Plants in soil are not solitary, hence continually interact with and obtain benefits from a community of microbes ("microbiome"). The meta-functional output from the microbiome results from complex interactions among the different community members with distinct taxonomic identities and metabolic capacities. Particularly, the bacterial communities of the root surface are spatially organized structures composed of root-attached biofilms and planktonic cells arranged in complex layers. With the distinct but coordinated roles among the different member cells, bacterial communities resemble properties of a multicellular organism. High throughput sequencing technologies have allowed rapid and large-scale analysis of taxonomic composition and metabolic capacities of bacterial communities. However, these methods are generally unable to reconstruct the assembly of these communities, or how the gene expression patterns in individual cells/species are coordinated within these communities.
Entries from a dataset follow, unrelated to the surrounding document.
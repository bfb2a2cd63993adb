//! # Interactive Menu
//!
//! The numbered console menu. Every choice prompts for its inputs, hands
//! them to [`commands::apply`], and prints the outcome or the error. An
//! error never ends the session.
//!
//! ```text
//! ┌──────────────────────────────────────────┐
//! │  1 Add      2 Delete   3 Update Quantity │
//! │  4 View     5 Sell     6 Sales Report    │
//! │  7 Save     8 Search   9 Exit            │
//! └──────────────────────────────────────────┘
//! ```
//!
//! Changes stay in memory until option 7. Leaving with unsaved changes
//! prints a warning and discards them. End of input counts as Exit.

use std::io::{self, BufRead, Write};

use acervus_store::{FileStorage, InventoryStore, StoreConfig, StoreResult};
use tracing::{debug, warn};

use crate::commands::{self, Action, CommandResult, EXIT_FAILURE};
use crate::render;

const BANNER: &str = "*******************************************";

const OPTIONS: [&str; 9] = [
    "Add Product",
    "Delete Product",
    "Update Product Quantity",
    "View Products",
    "Sell Product",
    "Sales Report",
    "Save Inventory",
    "Search Product",
    "Exit",
];

enum Flow {
    Continue,
    Exit,
}

/// Opens the store for `config` and runs the menu on stdin/stdout.
pub fn run(config: &StoreConfig) -> CommandResult {
    let stdin = io::stdin();
    let stdout = io::stdout();

    match run_with(config, stdin.lock(), stdout.lock()) {
        Ok(()) => CommandResult::success(String::new()),
        Err(err) => CommandResult {
            exit_code: EXIT_FAILURE,
            output: format!("Error: console I/O failed: {err}"),
        },
    }
}

/// Opens the store for `config` and runs the menu over `input`/`output`.
///
/// Files that cannot be read are reported and the session starts with an
/// empty catalog and ledger.
pub fn run_with<R: BufRead, W: Write>(
    config: &StoreConfig,
    input: R,
    mut output: W,
) -> io::Result<()> {
    let mut store = match InventoryStore::open(config) {
        Ok(store) => store,
        Err(err) => {
            warn!(error = %err, "Starting with an empty inventory");
            writeln!(output, "{}", render::error(&err))?;
            writeln!(output)?;
            InventoryStore::new(FileStorage::from_config(config))
        }
    };

    Menu::new(&mut store, &config.currency, input, output).run()
}

/// A menu session over any line source and sink.
pub struct Menu<'a, R, W> {
    store: &'a mut InventoryStore,
    currency: &'a str,
    input: R,
    output: W,
}

impl<'a, R: BufRead, W: Write> Menu<'a, R, W> {
    pub fn new(store: &'a mut InventoryStore, currency: &'a str, input: R, output: W) -> Self {
        Menu {
            store,
            currency,
            input,
            output,
        }
    }

    /// Runs until option 9 or end of input.
    pub fn run(mut self) -> io::Result<()> {
        loop {
            self.print_menu()?;
            let Some(choice) = self.read_line()? else {
                break;
            };

            let flow = match choice.trim().parse::<u8>() {
                Ok(option @ 1..=9) => self.dispatch(option)?,
                Ok(_) => {
                    writeln!(self.output, "Invalid option. Please try again.")?;
                    Flow::Continue
                }
                Err(_) => {
                    writeln!(
                        self.output,
                        "Invalid input. Please enter a valid option (1-9)."
                    )?;
                    Flow::Continue
                }
            };

            if let Flow::Exit = flow {
                break;
            }
        }

        self.finish()
    }

    fn dispatch(&mut self, option: u8) -> io::Result<Flow> {
        let action = match option {
            1 => {
                let Some(name) = self.prompt("Enter product name: ")? else {
                    return Ok(Flow::Exit);
                };
                let Some(quantity) = self.prompt("Enter product quantity: ")? else {
                    return Ok(Flow::Exit);
                };
                let Some(price) = self.prompt("Enter product price: ")? else {
                    return Ok(Flow::Exit);
                };
                Action::Add {
                    name,
                    quantity,
                    price,
                }
            }
            2 => {
                let Some(name) = self.prompt("Enter the product name to delete: ")? else {
                    return Ok(Flow::Exit);
                };
                Action::Delete { name }
            }
            3 => {
                let Some(name) = self.prompt("Enter the product name to update: ")? else {
                    return Ok(Flow::Exit);
                };
                let Some(quantity) = self.prompt("Enter new quantity: ")? else {
                    return Ok(Flow::Exit);
                };
                Action::Update { name, quantity }
            }
            4 => Action::View { json: false },
            5 => {
                let Some(name) = self.prompt("Enter the product name to sell: ")? else {
                    return Ok(Flow::Exit);
                };
                let label = format!("Enter quantity of {name} to sell: ");
                let Some(quantity) = self.prompt(&label)? else {
                    return Ok(Flow::Exit);
                };
                Action::Sell { name, quantity }
            }
            6 => Action::Report { json: false },
            7 => {
                let result = self.store.save().map(|()| render::saved());
                self.show(result)?;
                return Ok(Flow::Continue);
            }
            8 => {
                let Some(name) = self.prompt("Enter the product name to search: ")? else {
                    return Ok(Flow::Exit);
                };
                Action::Search { name, json: false }
            }
            _ => return Ok(Flow::Exit),
        };

        let result = commands::apply(self.store, action, self.currency);
        self.show(result)?;
        Ok(Flow::Continue)
    }

    fn finish(&mut self) -> io::Result<()> {
        debug!(dirty = self.store.is_dirty(), "Leaving menu");
        if self.store.is_dirty() {
            writeln!(
                self.output,
                "Warning: unsaved changes were discarded. Choose option 7 to save before exiting."
            )?;
        }
        writeln!(self.output, "Goodbye.")?;
        self.output.flush()
    }

    fn print_menu(&mut self) -> io::Result<()> {
        writeln!(self.output, "{BANNER}")?;
        writeln!(self.output, "ACERVUS INVENTORY SYSTEM")?;
        for (number, label) in OPTIONS.iter().enumerate() {
            writeln!(self.output, "{}. {}", number + 1, label)?;
        }
        write!(self.output, "Select an option (1-9): ")?;
        self.output.flush()
    }

    fn show(&mut self, result: StoreResult<String>) -> io::Result<()> {
        let text = match result {
            Ok(text) => text,
            Err(err) => render::error(&err),
        };
        writeln!(self.output, "{text}")?;
        writeln!(self.output)
    }

    fn prompt(&mut self, label: &str) -> io::Result<Option<String>> {
        write!(self.output, "{label}")?;
        self.output.flush()?;
        self.read_line()
    }

    /// Next input line without its terminator, `None` at end of input.
    fn read_line(&mut self) -> io::Result<Option<String>> {
        let mut line = String::new();
        if self.input.read_line(&mut line)? == 0 {
            return Ok(None);
        }
        let trimmed = line.trim_end_matches(|c: char| c == '\n' || c == '\r');
        Ok(Some(trimmed.to_string()))
    }
}

#[cfg(test)]
mod tests {
    use super::*;
    use std::fs;

    fn session(store: &mut InventoryStore, input: &str) -> String {
        let mut output = Vec::new();
        Menu::new(store, "PESOS", input.as_bytes(), &mut output)
            .run()
            .unwrap();
        String::from_utf8(output).unwrap()
    }

    #[test]
    fn test_add_sell_report_without_saving() {
        let dir = tempfile::tempdir().unwrap();
        let config = StoreConfig::in_dir(dir.path());
        let mut store = InventoryStore::open(&config).unwrap();

        let out = session(&mut store, "1\nRice\n50\n45.00\n5\nrice\n20\n6\n9\n");

        assert!(out.contains("Product added: Rice (50 at 45.00)."));
        assert!(out.contains("Enter quantity of rice to sell: "));
        assert!(out.contains("Sold 20 Rice for a total of 900.00 PESOS."));
        assert!(out.contains("Total Sales: 900.00 PESOS"));
        assert!(out.contains("Warning: unsaved changes were discarded."));
        assert!(out.ends_with("Goodbye.\n"));
        assert_eq!(store.search("Rice").unwrap().quantity, 30);
        assert!(!config.catalog_path.exists());
    }

    #[test]
    fn test_save_then_exit_has_no_warning() {
        let dir = tempfile::tempdir().unwrap();
        let config = StoreConfig::in_dir(dir.path());
        let mut store = InventoryStore::open(&config).unwrap();

        let out = session(&mut store, "1\nPen\n10\n1.50\n7\n9\n");

        assert!(out.contains("Inventory saved."));
        assert!(!out.contains("Warning"));
        let text = fs::read_to_string(&config.catalog_path).unwrap();
        assert!(text.starts_with("Pen,10,"));
        assert!(text.ends_with(",1.50\n"));
    }

    #[test]
    fn test_errors_keep_the_session_going() {
        let dir = tempfile::tempdir().unwrap();
        let mut store = InventoryStore::open(&StoreConfig::in_dir(dir.path())).unwrap();

        let out = session(&mut store, "abc\n12\n5\nTea\n1\n1\nRice\nlots\n1.00\n4\n");

        assert!(out.contains("Invalid input. Please enter a valid option (1-9)."));
        assert!(out.contains("Invalid option. Please try again."));
        assert!(out.contains("Error [NOT_FOUND]: Product not found: Tea"));
        assert!(out.contains("Error [INVALID_INPUT]: quantity has invalid format"));
        assert!(out.contains("Inventory is empty."));
        // End of input after option 4 behaves like Exit.
        assert!(out.ends_with("Goodbye.\n"));
        assert!(!store.is_dirty());
    }

    #[test]
    fn test_search_and_delete() {
        let dir = tempfile::tempdir().unwrap();
        let mut store = InventoryStore::open(&StoreConfig::in_dir(dir.path())).unwrap();
        store.load_from_text("Rice,50,2026-10-18T09:30:00Z,45.00\n", "");

        let out = session(&mut store, "8\nRICE\n2\nrice\n8\nrice\n9\n");

        assert!(out.contains("Rice     50        2026-10-18 09:30:00  45.00"));
        assert!(out.contains("Rice deleted from the inventory."));
        assert!(out.contains("rice was not found in the inventory."));
        assert!(store.catalog().is_empty());
    }

    #[test]
    fn test_unreadable_catalog_starts_empty() {
        let dir = tempfile::tempdir().unwrap();
        let config = StoreConfig::in_dir(dir.path()).catalog_path(dir.path());

        let mut output = Vec::new();
        let input = "4\n1\nRice\n5\n1.00\n4\n9\n";
        run_with(&config, input.as_bytes(), &mut output).unwrap();
        let out = String::from_utf8(output).unwrap();

        assert!(out.starts_with("Error [PERSISTENCE_READ_FAILED]"), "{out}");
        assert!(out.contains("Inventory is empty."));
        assert!(out.contains("Product added: Rice (5 at 1.00)."));
        assert!(out.contains("Warning: unsaved changes were discarded."));
        assert!(out.ends_with("Goodbye.\n"));
    }

    #[test]
    fn test_end_of_input_mid_prompt_exits() {
        let dir = tempfile::tempdir().unwrap();
        let mut store = InventoryStore::open(&StoreConfig::in_dir(dir.path())).unwrap();

        let out = session(&mut store, "1\nRice\n");

        assert!(out.ends_with("Goodbye.\n"));
        assert!(store.catalog().is_empty());
    }
}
Single-cell transcriptomes of community members can identify how gene expression patterns vary among members of the community, including differences among different cells of the same species. This information can be used to classify cells based on functional gene expression patterns, and predict the spatial organization of the community. Here we discuss strategies for the isolation of single bacterial cells, mRNA enrichment, library construction, and analysis and interpretation of the resulting single-cell RNA-Seq datasets. Unraveling regulatory and metabolic processes at the single cell level is expected to yield an unprecedented discovery of mechanisms involved in bacterial recruitment, attachment, assembly, organization of the community, or in the specific interactions among the different members of these communities.